Claire Barthélémy, directrice de cours au Centre des Études Humanitaires de Genève, nous aide à comprendre le plaidoyer dans le monde humanitaire. Quels sont les objectifs du plaidoyer, comment les actions de plaidoyer sont-elles conçues, quels conseils pour être en charge du plaidoyer ? Elle nous livre son expérience sur le plaidoyer, mais aussi son point de vue sur l’aide humanitaire.

Bonjour Claire, pouvez-vous présenter votre parcours professionnel ?

Oui, bien sûr : j’ai fait six ans de mission terrain en tant que manager des programmes humanitaires, et principalement avec Médecins Sans Frontières sur différents terrains, contextes, conflits ou aussi sur des projets plus réguliers. Avant de commencer dans le milieu, j’ai fait un master en Humanitarian Program Management, dont une partie a été faite avec Bioforce en France, et l’autre partieà la Liverpool Tropical Medicine School de Liverpool.
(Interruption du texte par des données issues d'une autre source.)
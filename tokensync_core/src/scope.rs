use std::collections::HashSet;

use futures::future::try_join_all;
use serde::Deserialize;
use serde::Serialize;
use tracing::debug;

use crate::AncestryDecoder;
use crate::HostError;
use crate::HostResult;
use crate::NodeId;
use crate::NodeKind;
use crate::SceneGraph;
use crate::TextNode;
use crate::TextScope;
use crate::TokenSyncError;
use crate::TokenSyncResult;
use crate::ancestry::ancestor_instances;

/// Which text nodes survive [`filter_text_nodes`].
#[derive(Debug, Clone, Copy, PartialEq, Eq, Serialize, Deserialize)]
#[serde(rename_all = "camelCase")]
pub struct NodeFilter {
	/// Keep text inside component and variant definitions.
	pub include_components: bool,
	/// Keep text owned by component instances.
	pub include_instances: bool,
}

impl Default for NodeFilter {
	fn default() -> Self {
		Self {
			include_components: true,
			include_instances: false,
		}
	}
}

impl NodeFilter {
	pub fn keeps_everything(self) -> bool {
		self.include_components && self.include_instances
	}
}

/// Gather the text nodes a scope covers, in document order and without
/// repeats.
///
/// For a selection, selected text nodes are taken as they are and selected
/// containers contribute every text node below them. Other selected nodes
/// are ignored.
pub async fn collect_text_nodes<G: SceneGraph>(
	graph: &G,
	scope: TextScope,
) -> TokenSyncResult<Vec<TextNode>> {
	let nodes = match scope {
		TextScope::Selection => {
			let selection = graph.selection().await?;
			if selection.is_empty() {
				return Err(TokenSyncError::NothingSelected);
			}

			let lookups = selection.iter().map(|node| {
				async move {
					if node.kind == NodeKind::Text {
						let found = graph.text_node(&node.id).await?;
						Ok::<Vec<TextNode>, HostError>(found.into_iter().collect())
					} else if node.kind.is_text_container() {
						graph.text_descendants(&node.id).await
					} else {
						Ok(Vec::new())
					}
				}
			});

			try_join_all(lookups).await?.into_iter().flatten().collect()
		}
		TextScope::CurrentPage => {
			let page = graph.current_page().await?;
			graph.text_descendants(&page.id).await?
		}
		TextScope::AllPages => {
			let mut nodes = Vec::new();
			for page in graph.pages().await? {
				graph.load_page(&page.id).await?;
				nodes.extend(graph.text_descendants(&page.id).await?);
			}
			nodes
		}
	};

	let nodes = unique_by_id(nodes);
	debug!(%scope, count = nodes.len(), "collected text nodes");

	Ok(nodes)
}

fn unique_by_id(nodes: Vec<TextNode>) -> Vec<TextNode> {
	let mut seen = HashSet::new();
	nodes
		.into_iter()
		.filter(|node| seen.insert(node.id.clone()))
		.collect()
}

/// Whether `node` sits inside a component or variant definition.
///
/// Walks up the parent chain and stops at the first page or document. A node
/// that vanished mid-walk counts as outside.
pub async fn is_inside_definition<G: SceneGraph>(graph: &G, node: &NodeId) -> HostResult<bool> {
	let mut current = node.clone();

	loop {
		let parent = match graph.parent(&current).await {
			Ok(Some(parent)) => parent,
			Ok(None) | Err(HostError::NotFound(_)) => return Ok(false),
			Err(error) => return Err(error),
		};

		match parent.kind {
			NodeKind::Component | NodeKind::ComponentSet => return Ok(true),
			NodeKind::Page | NodeKind::Document => return Ok(false),
			_ => current = parent.id,
		}
	}
}

/// Drop text nodes the filter excludes. Order is preserved.
pub async fn filter_text_nodes<G, D>(
	graph: &G,
	decoder: &D,
	nodes: Vec<TextNode>,
	filter: NodeFilter,
) -> HostResult<Vec<TextNode>>
where
	G: SceneGraph,
	D: AncestryDecoder + ?Sized,
{
	if filter.keeps_everything() {
		return Ok(nodes);
	}

	let checks = nodes.iter().map(|node| {
		async move {
			if !filter.include_components && is_inside_definition(graph, &node.id).await? {
				debug!(node = %node.id, "excluding text inside a component definition");
				return Ok::<_, HostError>(false);
			}

			if !filter.include_instances
				&& !ancestor_instances(graph, decoder, &node.id).await.is_empty()
			{
				debug!(node = %node.id, "excluding text owned by an instance");
				return Ok(false);
			}

			Ok(true)
		}
	});
	let keep = try_join_all(checks).await?;

	Ok(nodes
		.into_iter()
		.zip(keep)
		.filter_map(|(node, keep)| keep.then_some(node))
		.collect())
}
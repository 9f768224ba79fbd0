use std::collections::BTreeSet;
use std::collections::HashSet;
use std::fmt;

use futures::future::try_join_all;
use serde::Deserialize;
use serde::Serialize;
use tracing::debug;
use tracing::info;
use tracing::warn;

use crate::ExternalRow;
use crate::HostError;
use crate::HostResult;
use crate::Mode;
use crate::ResolvedType;
use crate::TokenSyncError;
use crate::TokenSyncResult;
use crate::Variable;
use crate::VariableCollection;
use crate::VariableScope;
use crate::VariableStore;
use crate::VariableValue;

/// Everything needed to mirror a set of external rows into one collection.
#[derive(Debug, Clone, PartialEq, Eq, Serialize, Deserialize)]
#[serde(rename_all = "camelCase")]
pub struct SyncRequest {
	pub collection_name: String,
	pub rows: Vec<ExternalRow>,
	/// Mode names in display order. The first one becomes the default mode.
	pub value_properties: Vec<String>,
}

impl SyncRequest {
	pub fn validate(&self) -> TokenSyncResult<()> {
		if self.collection_name.trim().is_empty() {
			return Err(TokenSyncError::EmptyCollectionName);
		}

		if self.value_properties.is_empty() {
			return Err(TokenSyncError::NoValueProperties);
		}

		let mut seen = HashSet::new();
		for name in &self.value_properties {
			if !seen.insert(name.as_str()) {
				return Err(TokenSyncError::DuplicateValueProperty(name.clone()));
			}
		}

		Ok(())
	}
}

/// A row whose key collided with an earlier row and was given a new name.
#[derive(Debug, Clone, PartialEq, Eq, Serialize)]
#[serde(rename_all = "camelCase")]
pub struct DuplicateKey {
	pub row_id: String,
	pub key: String,
	pub renamed_to: String,
}

/// Mode changes made while reconciling a collection.
#[derive(Debug, Clone, Default, PartialEq, Eq, Serialize)]
#[serde(rename_all = "camelCase")]
pub struct ModeChanges {
	/// `(from, to)` when the default mode was renamed.
	pub renamed_default: Option<(String, String)>,
	pub added: Vec<String>,
	pub removed: Vec<String>,
}

impl ModeChanges {
	pub fn is_empty(&self) -> bool {
		self.renamed_default.is_none() && self.added.is_empty() && self.removed.is_empty()
	}
}

/// Result of a sync.
#[derive(Debug, Clone, PartialEq, Eq, Serialize)]
#[serde(rename_all = "camelCase")]
pub struct ReconcileReport {
	pub collection: VariableCollection,
	pub collection_created: bool,
	pub modes: ModeChanges,
	/// Variable names created, in row order.
	pub created: Vec<String>,
	/// Variable names that already existed and were overwritten.
	pub updated: Vec<String>,
	/// Variable names removed because no row carries them any more.
	pub removed: Vec<String>,
	pub duplicates: Vec<DuplicateKey>,
}

impl fmt::Display for ReconcileReport {
	fn fmt(&self, f: &mut fmt::Formatter<'_>) -> fmt::Result {
		f.write_str("Collection synced successfully.")
	}
}

/// Give every row a name no earlier row has taken.
///
/// The first row with a key keeps it. Later rows are renamed to
/// `[Duplicated] <key> (<row id>)`, reapplying the pattern until the name is
/// free, so the returned keys are pairwise distinct. A row whose own key is
/// unique is still renamed when an earlier duplicate was already given that
/// name.
pub fn dedupe_rows(rows: &[ExternalRow]) -> (Vec<ExternalRow>, Vec<DuplicateKey>) {
	let mut taken = HashSet::new();
	let mut unique = Vec::with_capacity(rows.len());
	let mut duplicates = Vec::new();

	for row in rows {
		if taken.insert(row.key.clone()) {
			unique.push(row.clone());
			continue;
		}

		let mut renamed = duplicate_name(&row.key, &row.id);
		while taken.contains(&renamed) {
			renamed = duplicate_name(&renamed, &row.id);
		}
		taken.insert(renamed.clone());

		warn!(key = %row.key, row = %row.id, %renamed, "duplicate key renamed");
		duplicates.push(DuplicateKey {
			row_id: row.id.clone(),
			key: row.key.clone(),
			renamed_to: renamed.clone(),
		});
		unique.push(ExternalRow {
			key: renamed,
			..row.clone()
		});
	}

	(unique, duplicates)
}

fn duplicate_name(key: &str, row_id: &str) -> String {
	format!("[Duplicated] {key} ({row_id})")
}

/// Mirrors external rows into a variable collection.
///
/// After a successful call the collection's mode names equal the requested
/// value properties and its string variables are exactly the deduplicated
/// row keys. Running the same request twice leaves the store unchanged the
/// second time.
#[derive(Debug)]
pub struct CollectionReconciler<'a, S> {
	store: &'a S,
}

impl<'a, S: VariableStore> CollectionReconciler<'a, S> {
	pub fn new(store: &'a S) -> Self {
		Self { store }
	}

	pub async fn reconcile(&self, request: &SyncRequest) -> TokenSyncResult<ReconcileReport> {
		request.validate()?;

		let (collection, collection_created) =
			self.find_or_create_collection(&request.collection_name).await?;
		let (collection, modes) = self
			.reconcile_modes(collection, &request.value_properties)
			.await?;
		let (rows, duplicates) = dedupe_rows(&request.rows);

		let existing: Vec<Variable> = self
			.store
			.local_variables(ResolvedType::String)
			.await?
			.into_iter()
			.filter(|variable| variable.collection_id == collection.id)
			.collect();

		let removed = self.prune(&existing, &rows).await?;
		let kept: Vec<&Variable> = existing
			.iter()
			.filter(|variable| !removed.contains(&variable.name))
			.collect();

		let upserts = rows
			.iter()
			.map(|row| self.upsert_row(&collection, &kept, row));
		let outcomes = try_join_all(upserts).await?;

		let mut created = Vec::new();
		let mut updated = Vec::new();
		for (row, was_created) in rows.iter().zip(outcomes) {
			if was_created {
				created.push(row.key.clone());
			} else {
				updated.push(row.key.clone());
			}
		}

		info!(
			collection = %collection.name,
			created = created.len(),
			updated = updated.len(),
			removed = removed.len(),
			duplicates = duplicates.len(),
			"collection synced"
		);

		Ok(ReconcileReport {
			collection,
			collection_created,
			modes,
			created,
			updated,
			removed,
			duplicates,
		})
	}

	async fn find_or_create_collection(
		&self,
		name: &str,
	) -> HostResult<(VariableCollection, bool)> {
		let collections = self.store.local_collections().await?;
		if let Some(found) = collections.into_iter().find(|collection| collection.name == name) {
			debug!(collection = %found.id, name, "reusing existing collection");
			return Ok((found, false));
		}

		let created = self.store.create_collection(name).await?;
		info!(collection = %created.id, name, "created collection");
		Ok((created, true))
	}

	/// Make the collection's mode names equal `names`, with the default mode
	/// carrying `names[0]` whenever that can be done without losing a mode
	/// that is still requested.
	async fn reconcile_modes(
		&self,
		collection: VariableCollection,
		names: &[String],
	) -> TokenSyncResult<(VariableCollection, ModeChanges)> {
		let requested: HashSet<&str> = names.iter().map(String::as_str).collect();
		let mut changes = ModeChanges::default();
		let Some(default) = collection.default_mode().cloned() else {
			return Err(HostError::Rejected(format!(
				"collection `{}` has no default mode",
				collection.id
			))
			.into());
		};

		// Non-default modes that are not requested, or repeat a name already
		// carried by an earlier mode, go first.
		let mut seen = HashSet::from([default.name.as_str()]);
		let mut kept = Vec::new();
		for mode in &collection.modes {
			if mode.mode_id == default.mode_id {
				continue;
			}

			if requested.contains(mode.name.as_str()) && seen.insert(mode.name.as_str()) {
				kept.push(mode.clone());
				continue;
			}

			self.store.remove_mode(&collection.id, &mode.mode_id).await?;
			debug!(mode = %mode.name, "removed mode");
			changes.removed.push(mode.name.clone());
		}

		let first = &names[0];
		let mut default_name = default.name.clone();
		if &default_name != first {
			let conflict = kept.iter().position(|mode| &mode.name == first);
			let default_requested = requested.contains(default_name.as_str());

			match conflict {
				None => {}
				Some(index) if !default_requested => {
					let mode = kept.remove(index);
					self.store.remove_mode(&collection.id, &mode.mode_id).await?;
					debug!(mode = %mode.name, "removed mode to free its name for the default mode");
					changes.removed.push(mode.name);
				}
				Some(_) => {
					debug!(
						default = %default_name,
						first = %first,
						"default mode already carries a requested name"
					);
				}
			}

			if kept.iter().all(|mode| &mode.name != first) {
				self.store
					.rename_mode(&collection.id, &default.mode_id, first)
					.await?;
				changes.renamed_default = Some((default_name.clone(), first.clone()));
				default_name.clone_from(first);
			}
		}

		for name in names {
			if &default_name == name || kept.iter().any(|mode| &mode.name == name) {
				debug!(mode = %name, "mode already exists");
				continue;
			}

			let mode_id = self.store.add_mode(&collection.id, name).await?;
			debug!(mode = %name, %mode_id, "added mode");
			changes.added.push(name.clone());
			kept.push(Mode {
				mode_id,
				name: name.clone(),
			});
		}

		let Some(collection) = self.store.collection_by_id(&collection.id).await? else {
			return Err(HostError::NotFound(collection.id.to_string()).into());
		};

		if !changes.is_empty() {
			info!(
				collection = %collection.name,
				modes = ?collection.mode_names(),
				"reconciled modes"
			);
		}

		Ok((collection, changes))
	}

	/// Remove every variable whose name is not a row key.
	async fn prune(&self, existing: &[Variable], rows: &[ExternalRow]) -> HostResult<Vec<String>> {
		let keys: BTreeSet<&str> = rows.iter().map(|row| row.key.as_str()).collect();
		let stale: Vec<&Variable> = existing
			.iter()
			.filter(|variable| !keys.contains(variable.name.as_str()))
			.collect();

		let removals = stale
			.iter()
			.map(|variable| self.store.remove_variable(&variable.id));
		try_join_all(removals).await?;

		let removed: Vec<String> = stale.iter().map(|variable| variable.name.clone()).collect();
		if !removed.is_empty() {
			info!(count = removed.len(), "pruned variables without a row");
		}

		Ok(removed)
	}

	/// Find or create the row's variable and write every mode's value.
	/// Returns `true` when the variable was created.
	async fn upsert_row(
		&self,
		collection: &VariableCollection,
		existing: &[&Variable],
		row: &ExternalRow,
	) -> HostResult<bool> {
		let (id, created) = match existing.iter().find(|variable| variable.name == row.key) {
			Some(variable) => (variable.id.clone(), false),
			None => {
				let variable = self
					.store
					.create_variable(&row.key, &collection.id, ResolvedType::String)
					.await?;
				debug!(name = %row.key, variable = %variable.id, "created variable");
				(variable.id, true)
			}
		};

		self.store
			.set_scopes(&id, &[VariableScope::TextContent])
			.await?;

		for mode in &collection.modes {
			let value = row.values.get(&mode.name).cloned().map(VariableValue::from);
			self.store
				.set_value_for_mode(&id, &mode.mode_id, value)
				.await?;
		}

		Ok(created)
	}
}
Pour commencer, comment définissez-vous le plaidoyer ?

Je dirais que de manière générale, au-delà de l’aide humanitaire seulement, le plaidoyer c’est l’action de représenter et de défendre les intérêts de personnes et de causes spécifiques. Si on le prend dans le cadre de l’humanitaire : ce serait l’action entreprise par les organisations humanitaires afin de défendre la disponibilité, l’accès et l’acceptation des populations notamment à des services de base de qualité et à leurs droits fondamentaux. Le plaidoyer a un fort lien avec le droit humanitaire international, les droits de l’Homme, mais aussi le droit des réfugiés.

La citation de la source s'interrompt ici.